Choosing the speaker: The host does not have to give the sermon. When choosing a speaker, optimize for someone comfortable being vulnerable and going deep in conversation. In our experience, this was more important than public speaking skills.
Here’s a guide you can send the speaker:
Thank you for giving the sermon! A Chironja church sermon is a short talk about a life topic that is meaningful to you. You can bring in a text, but the most important part is to bring in a personal story about why this matters to YOU. A good topic will inspire others to be vulnerable and share their stories too.
The sermon can be as short as 5 minutes and as long as 15. But if you feel confident that you have something great to say, break the rules and talk longer! After the sermon, we’ll have a conversation. Keep in mind that the conversation, not the sermon, is often the essential part of the evening. Hopefully not needing to be the star of the show takes off the pressure.
Starting church: After the meal, make sure everyone moves to a new location. If needed, you can just move the chairs to a new spot. Ideally, there should not be a table in the middle, and you should be out of the meal context. If you’ve brought dessert, now is the time to serve it. People can eat on their laps during the sermon.

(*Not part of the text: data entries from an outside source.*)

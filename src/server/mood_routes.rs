use super::metrics::record_classification;
use super::responses::error_response;
use super::session::Session;
use super::state::{GuardedAssistant, GuardedMoodService, ServerState};

use axum::{
    extract::{Path, State},
    http::StatusCode,
    response::{IntoResponse, Response},
    routing::{delete, get, post},
    Json, Router,
};
use serde::Deserialize;

#[derive(Deserialize)]
struct FeelingsBody {
    pub text: String,
}

async fn submit_feelings(
    session: Session,
    State(mood_service): State<GuardedMoodService>,
    Json(body): Json<FeelingsBody>,
) -> Response {
    match mood_service
        .submit_feelings(session.user_id, &body.text)
        .await
    {
        Ok(submission) => {
            record_classification(submission.outcome.as_str());
            Json(submission).into_response()
        }
        Err(err) => err.into_response(),
    }
}

async fn get_history(session: Session, State(mood_service): State<GuardedMoodService>) -> Response {
    match mood_service.history(session.user_id) {
        Ok(history) => Json(history).into_response(),
        Err(err) => err.into_response(),
    }
}

async fn clear_history(
    session: Session,
    State(mood_service): State<GuardedMoodService>,
) -> Response {
    match mood_service.clear_history(session.user_id) {
        Ok(()) => StatusCode::NO_CONTENT.into_response(),
        Err(err) => err.into_response(),
    }
}

async fn delete_history_entry(
    session: Session,
    State(mood_service): State<GuardedMoodService>,
    Path(index): Path<usize>,
) -> Response {
    match mood_service.delete_entry(session.user_id, index) {
        Ok(true) => StatusCode::NO_CONTENT.into_response(),
        Ok(false) => error_response(StatusCode::NOT_FOUND, "History entry not found"),
        Err(err) => err.into_response(),
    }
}

async fn get_insights(session: Session, State(mood_service): State<GuardedMoodService>) -> Response {
    match mood_service.insights(session.user_id) {
        Ok(insights) => Json(insights).into_response(),
        Err(err) => err.into_response(),
    }
}

/// Responds with `null` while the user has no history.
async fn get_solution(
    session: Session,
    State(mood_service): State<GuardedMoodService>,
    State(assistant): State<GuardedAssistant>,
) -> Response {
    let snapshot = match mood_service.snapshot(session.user_id) {
        Ok(snapshot) => snapshot,
        Err(err) => return err.into_response(),
    };
    Json(assistant.suggest_solution(&snapshot).await).into_response()
}

pub fn make_mood_routes(state: ServerState) -> Router {
    Router::new()
        .route("/", post(submit_feelings))
        .route("/history", get(get_history))
        .route("/history", delete(clear_history))
        .route("/history/{index}", delete(delete_history_entry))
        .route("/insights", get(get_insights))
        .route("/solution", get(get_solution))
        .with_state(state)
}
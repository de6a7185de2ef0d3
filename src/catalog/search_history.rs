use std::collections::{HashMap, VecDeque};
use std::sync::Mutex;

const MAX_ENTRIES: usize = 5;

/// Recent free-text searches per user, most recent first, without
/// duplicates. Kept in memory only.
#[derive(Default)]
pub struct SearchHistory {
    entries: Mutex<HashMap<usize, VecDeque<String>>>,
}

impl SearchHistory {
    pub fn record(&self, user_id: usize, query: &str) {
        let mut entries = self.entries.lock().unwrap();
        let queries = entries.entry(user_id).or_default();
        queries.retain(|q| q != query);
        queries.push_front(query.to_string());
        queries.truncate(MAX_ENTRIES);
    }

    pub fn recent(&self, user_id: usize) -> Vec<String> {
        self.entries
            .lock()
            .unwrap()
            .get(&user_id)
            .map(|queries| queries.iter().cloned().collect())
            .unwrap_or_default()
    }
}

Introducing the speaker and event: The host should introduce the speaker and church. Here’s a sample script:
Welcome to church. For those of you who are new, this is not a typical church, we aren’t going to worship any gods, and we’re not going to give you all the answers. Instead, we’ll take some time to ponder life’s mysteries and talk through our challenges together. We’ll start with a short sermon, followed by a conversation. Then we’ll conclude the evening with the closing ceremony. Here are some guidelines for the conversation:
Concrete stories are better than abstract facts or theories. The goal is not to share platitudes but rather to bring your whole life and experience to the table so that others can learn from it. Tell the story and let people come to the philosophy themselves.
Keep your stories personal. Your friend’s struggle is less interesting than your own. If everyone follows this rule, you’ll leave knowing something new about the people here and even more about yourself.

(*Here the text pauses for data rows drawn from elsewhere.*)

use super::RequestsLoggingLevel;
use crate::config::DEFAULT_CLIENT_ORIGIN;

#[derive(Clone)]
pub struct ServerConfig {
    pub requests_logging_level: RequestsLoggingLevel,
    pub port: u16,
    pub frontend_dir_path: Option<String>,
    /// The only origin allowed to make cross-origin calls.
    pub client_origin: String,
}

impl Default for ServerConfig {
    fn default() -> Self {
        ServerConfig {
            requests_logging_level: RequestsLoggingLevel::Path,
            port: 3001,
            frontend_dir_path: None,
            client_origin: DEFAULT_CLIENT_ORIGIN.to_string(),
        }
    }
}
//! Stand-ins for the text generation service and the music catalog

use super::constants::*;
use async_trait::async_trait;
use moodify_server::catalog::{CatalogError, CatalogSearch, Track};
use moodify_server::llm::{CompletionOptions, LlmError, LlmProvider};
use std::sync::atomic::{AtomicBool, Ordering};
use std::sync::Mutex;

/// Answers chatbot and solution prompts with fixed texts and everything else
/// with the configured classification reply.
pub struct FakeLlm {
    classification_reply: Mutex<String>,
    unavailable: AtomicBool,
}

impl FakeLlm {
    pub fn new(classification_reply: &str) -> Self {
        Self {
            classification_reply: Mutex::new(classification_reply.to_string()),
            unavailable: AtomicBool::new(false),
        }
    }

    pub fn set_classification_reply(&self, reply: &str) {
        *self.classification_reply.lock().unwrap() = reply.to_string();
    }

    pub fn set_unavailable(&self, unavailable: bool) {
        self.unavailable.store(unavailable, Ordering::SeqCst);
    }
}

#[async_trait]
impl LlmProvider for FakeLlm {
    fn name(&self) -> &str {
        "fake"
    }

    fn model(&self) -> &str {
        "fake-model"
    }

    async fn complete(
        &self,
        prompt: &str,
        _options: &CompletionOptions,
    ) -> Result<String, LlmError> {
        if self.unavailable.load(Ordering::SeqCst) {
            return Err(LlmError::Connection("fake model is down".to_string()));
        }
        if prompt.starts_with("Answer the following question") {
            return Ok(CHAT_ANSWER.to_string());
        }
        if prompt.starts_with("Based on this user's mood insight") {
            return Ok(SOLUTION_ANSWER.to_string());
        }
        Ok(self.classification_reply.lock().unwrap().clone())
    }
}

/// Holds [`FAKE_CATALOG_SIZE`] tracks for every query and records what was
/// asked.
#[derive(Default)]
pub struct FakeCatalog {
    pub requests: Mutex<Vec<(String, usize, usize)>>,
    failing: AtomicBool,
}

impl FakeCatalog {
    pub fn set_failing(&self, failing: bool) {
        self.failing.store(failing, Ordering::SeqCst);
    }

    pub fn requests(&self) -> Vec<(String, usize, usize)> {
        self.requests.lock().unwrap().clone()
    }
}

#[async_trait]
impl CatalogSearch for FakeCatalog {
    async fn search_tracks(
        &self,
        query: &str,
        limit: usize,
        offset: usize,
    ) -> Result<Vec<Track>, CatalogError> {
        self.requests
            .lock()
            .unwrap()
            .push((query.to_string(), limit, offset));
        if self.failing.load(Ordering::SeqCst) {
            return Err(CatalogError::Upstream("fake catalog is down".to_string()));
        }

        let end = (offset + limit).min(FAKE_CATALOG_SIZE);
        Ok((offset..end)
            .map(|i| Track {
                id: format!("track-{}", i),
                name: format!("{} #{}", query, i),
                artists: vec!["Fake Artist".to_string()],
                album_art: None,
                preview_url: None,
                external_url: Some(format!("https://example.com/track/{}", i)),
            })
            .collect())
    }
}
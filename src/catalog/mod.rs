//! Music catalog search, behind the [`CatalogSearch`] trait.

mod browse;
mod models;
mod search_history;
mod spotify;

pub use browse::{browse_genre, find_genre, BrowseCursor, BrowsePage, BROWSE_CAP, GENRES, PAGE_SIZE};
pub use models::Track;
pub use search_history::SearchHistory;
pub use spotify::SpotifyCatalog;

use async_trait::async_trait;
use thiserror::Error;

#[derive(Debug, Error)]
pub enum CatalogError {
    #[error("Catalog request failed: {0}")]
    Upstream(String),

    #[error("Catalog rate limited")]
    RateLimited,

    #[error("Invalid catalog response: {0}")]
    InvalidResponse(String),
}

#[async_trait]
pub trait CatalogSearch: Send + Sync {
    /// Tracks matching `query`, in the catalog's relevance order.
    async fn search_tracks(
        &self,
        query: &str,
        limit: usize,
        offset: usize,
    ) -> Result<Vec<Track>, CatalogError>;
}

/// Used when no catalog credentials are configured. Every search comes back
/// empty.
pub struct NoOpCatalog;

#[async_trait]
impl CatalogSearch for NoOpCatalog {
    async fn search_tracks(
        &self,
        _query: &str,
        _limit: usize,
        _offset: usize,
    ) -> Result<Vec<Track>, CatalogError> {
        Ok(vec![])
    }
}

Be humble. This conversation isn’t about things you think you’ve figured out. Remember, the more awesome you sound, the harder it is for others to share their own challenging moments.
Concluding: Once everyone has had a chance to talk, or if it’s getting late, start to wrap up the conversation. Ask if anyone who hasn’t spoken wants to say anything. Once that’s done, move on to the closing ritual, the poem. Find a scribe who will write down the poem as it is created.
Here’s a sample script for introducing the poem:
We are going to close with a poem in which each person says one word or punctuation mark. The speaker will start and they choose whether to go clockwise or counterclockwise. When we get to the last person, we’ll read the poem and send it to the group. Some people find this part stressful. If you don’t know what to say, use a short, concrete word. Remember, the poem can’t be bad. Weird, definitely, but never bad.
When the poem is complete, the scribe will read it aloud. Sometimes we’ll play a gong sound to conclude. Then everyone can disperse, help clean up or continue the conversation more informally. Congratulations, you’ve just run your first Chironja church!